[Opening Data records section]
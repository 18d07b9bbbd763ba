use arsenal_core::{AppResult, ResultExt};
use serde::Serialize;
use serde::de::DeserializeOwned;
use std::collections::BTreeMap;
use std::fs;
use std::path::{Path, PathBuf};

/// Flat string key/value settings file kept alongside the primary config
/// for backward compatibility. Every key holds a JSON-encoded value; loads
/// fall back here when the primary config is corrupt.
#[derive(Debug, Clone)]
pub struct SettingsMirror {
    path: PathBuf,
}

impl SettingsMirror {
    pub fn new(path: impl Into<PathBuf>) -> Self {
        Self { path: path.into() }
    }

    pub fn path(&self) -> &Path {
        &self.path
    }

    /// Reads one key, deserializing its JSON payload. Absent keys and
    /// malformed payloads both read as `None`; a corrupt mirror must degrade
    /// to defaults, not fail the load.
    pub fn get<T: DeserializeOwned>(&self, key: &str) -> Option<T> {
        let entries = self.read_entries()?;
        let raw = entries.get(key)?;
        match serde_json::from_str(raw) {
            Ok(value) => Some(value),
            Err(error) => {
                tracing::warn!(
                    event = "settings_mirror_value_invalid",
                    key,
                    error = error.to_string()
                );
                None
            }
        }
    }

    pub fn set<T: Serialize>(&self, key: &str, value: &T) -> AppResult<()> {
        self.set_batch(&[(key, serde_json::to_string(value).with_code(
            "settings_mirror_serialize_failed",
            "序列化设置项失败",
        )?)])
    }

    /// Writes several keys in one pass; values are pre-encoded JSON strings.
    pub fn set_batch(&self, entries: &[(&str, String)]) -> AppResult<()> {
        let mut current = self.read_entries().unwrap_or_default();
        for (key, value) in entries {
            current.insert((*key).to_string(), value.clone());
        }

        if let Some(parent) = self.path.parent() {
            fs::create_dir_all(parent)
                .with_code("settings_mirror_dir_create_failed", "创建设置目录失败")
                .with_ctx("path", parent.to_string_lossy().to_string())?;
        }

        let serialized = serde_json::to_string_pretty(&current)
            .with_code("settings_mirror_serialize_failed", "序列化设置失败")?;
        fs::write(&self.path, serialized)
            .with_code("settings_mirror_write_failed", "写入设置文件失败")
            .with_ctx("path", self.path.to_string_lossy().to_string())
    }

    pub fn encode<T: Serialize>(value: &T) -> AppResult<String> {
        serde_json::to_string(value)
            .with_code("settings_mirror_serialize_failed", "序列化设置项失败")
    }

    fn read_entries(&self) -> Option<BTreeMap<String, String>> {
        let raw = fs::read_to_string(&self.path).ok()?;
        match serde_json::from_str(&raw) {
            Ok(entries) => Some(entries),
            Err(error) => {
                tracing::warn!(
                    event = "settings_mirror_file_invalid",
                    path = self.path.to_string_lossy().to_string(),
                    error = error.to_string()
                );
                None
            }
        }
    }
}

#[cfg(test)]
#[path = "../tests/store/mirror_tests.rs"]
mod tests;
[Closing Data records section]
Transcribe each of the records above exactly.

- Task output
repository 18d07b9bbbd763ba
use arsenal_core::{AppResult, ResultExt};
use serde::Serialize;
use serde::de::DeserializeOwned;
use std::collections::BTreeMap;
use std::fs;
use std::path::{Path, PathBuf};

/// Flat string key/value settings file kept alongside the primary config
/// for backward compatibility. Every key holds a JSON-encoded value; loads
/// fall back here when the primary config is corrupt.
#[derive(Debug, Clone)]
pub struct SettingsMirror {
    path: PathBuf,
}

impl SettingsMirror {
    pub fn new(path: impl Into<PathBuf>) -> Self {
        Self { path: path.into() }
    }

    pub fn path(&self) -> &Path {
        &self.path
    }

    /// Reads one key, deserializing its JSON payload. Absent keys and
    /// malformed payloads both read as `None`; a corrupt mirror must degrade
    /// to defaults, not fail the load.
    pub fn get<T: DeserializeOwned>(&self, key: &str) -> Option<T> {
        let entries = self.read_entries()?;
        let raw = entries.get(key)?;
        match serde_json::from_str(raw) {
            Ok(value) => Some(value),
            Err(error) => {
                tracing::warn!(
                    event = "settings_mirror_value_invalid",
                    key,
                    error = error.to_string()
                );
                None
            }
        }
    }

    pub fn set<T: Serialize>(&self, key: &str, value: &T) -> AppResult<()> {
        self.set_batch(&[(key, serde_json::to_string(value).with_code(
            "settings_mirror_serialize_failed",
            "序列化设置项失败",
        )?)])
    }

    /// Writes several keys in one pass; values are pre-encoded JSON strings.
    pub fn set_batch(&self, entries: &[(&str, String)]) -> AppResult<()> {
        let mut current = self.read_entries().unwrap_or_default();
        for (key, value) in entries {
            current.insert((*key).to_string(), value.clone());
        }

        if let Some(parent) = self.path.parent() {
            fs::create_dir_all(parent)
                .with_code("settings_mirror_dir_create_failed", "创建设置目录失败")
                .with_ctx("path", parent.to_string_lossy().to_string())?;
        }

        let serialized = serde_json::to_string_pretty(&current)
            .with_code("settings_mirror_serialize_failed", "序列化设置失败")?;
        fs::write(&self.path, serialized)
            .with_code("settings_mirror_write_failed", "写入设置文件失败")
            .with_ctx("path", self.path.to_string_lossy().to_string())
    }

    pub fn encode<T: Serialize>(value: &T) -> AppResult<String> {
        serde_json::to_string(value)
            .with_code("settings_mirror_serialize_failed", "序列化设置项失败")
    }

    fn read_entries(&self) -> Option<BTreeMap<String, String>> {
        let raw = fs::read_to_string(&self.path).ok()?;
        match serde_json::from_str(&raw) {
            Ok(entries) => Some(entries),
            Err(error) => {
                tracing::warn!(
                    event = "settings_mirror_file_invalid",
                    path = self.path.to_string_lossy().to_string(),
                    error = error.to_string()
                );
                None
            }
        }
    }
}

#[cfg(test)]
#[path = "../tests/store/mirror_tests.rs"]
mod tests;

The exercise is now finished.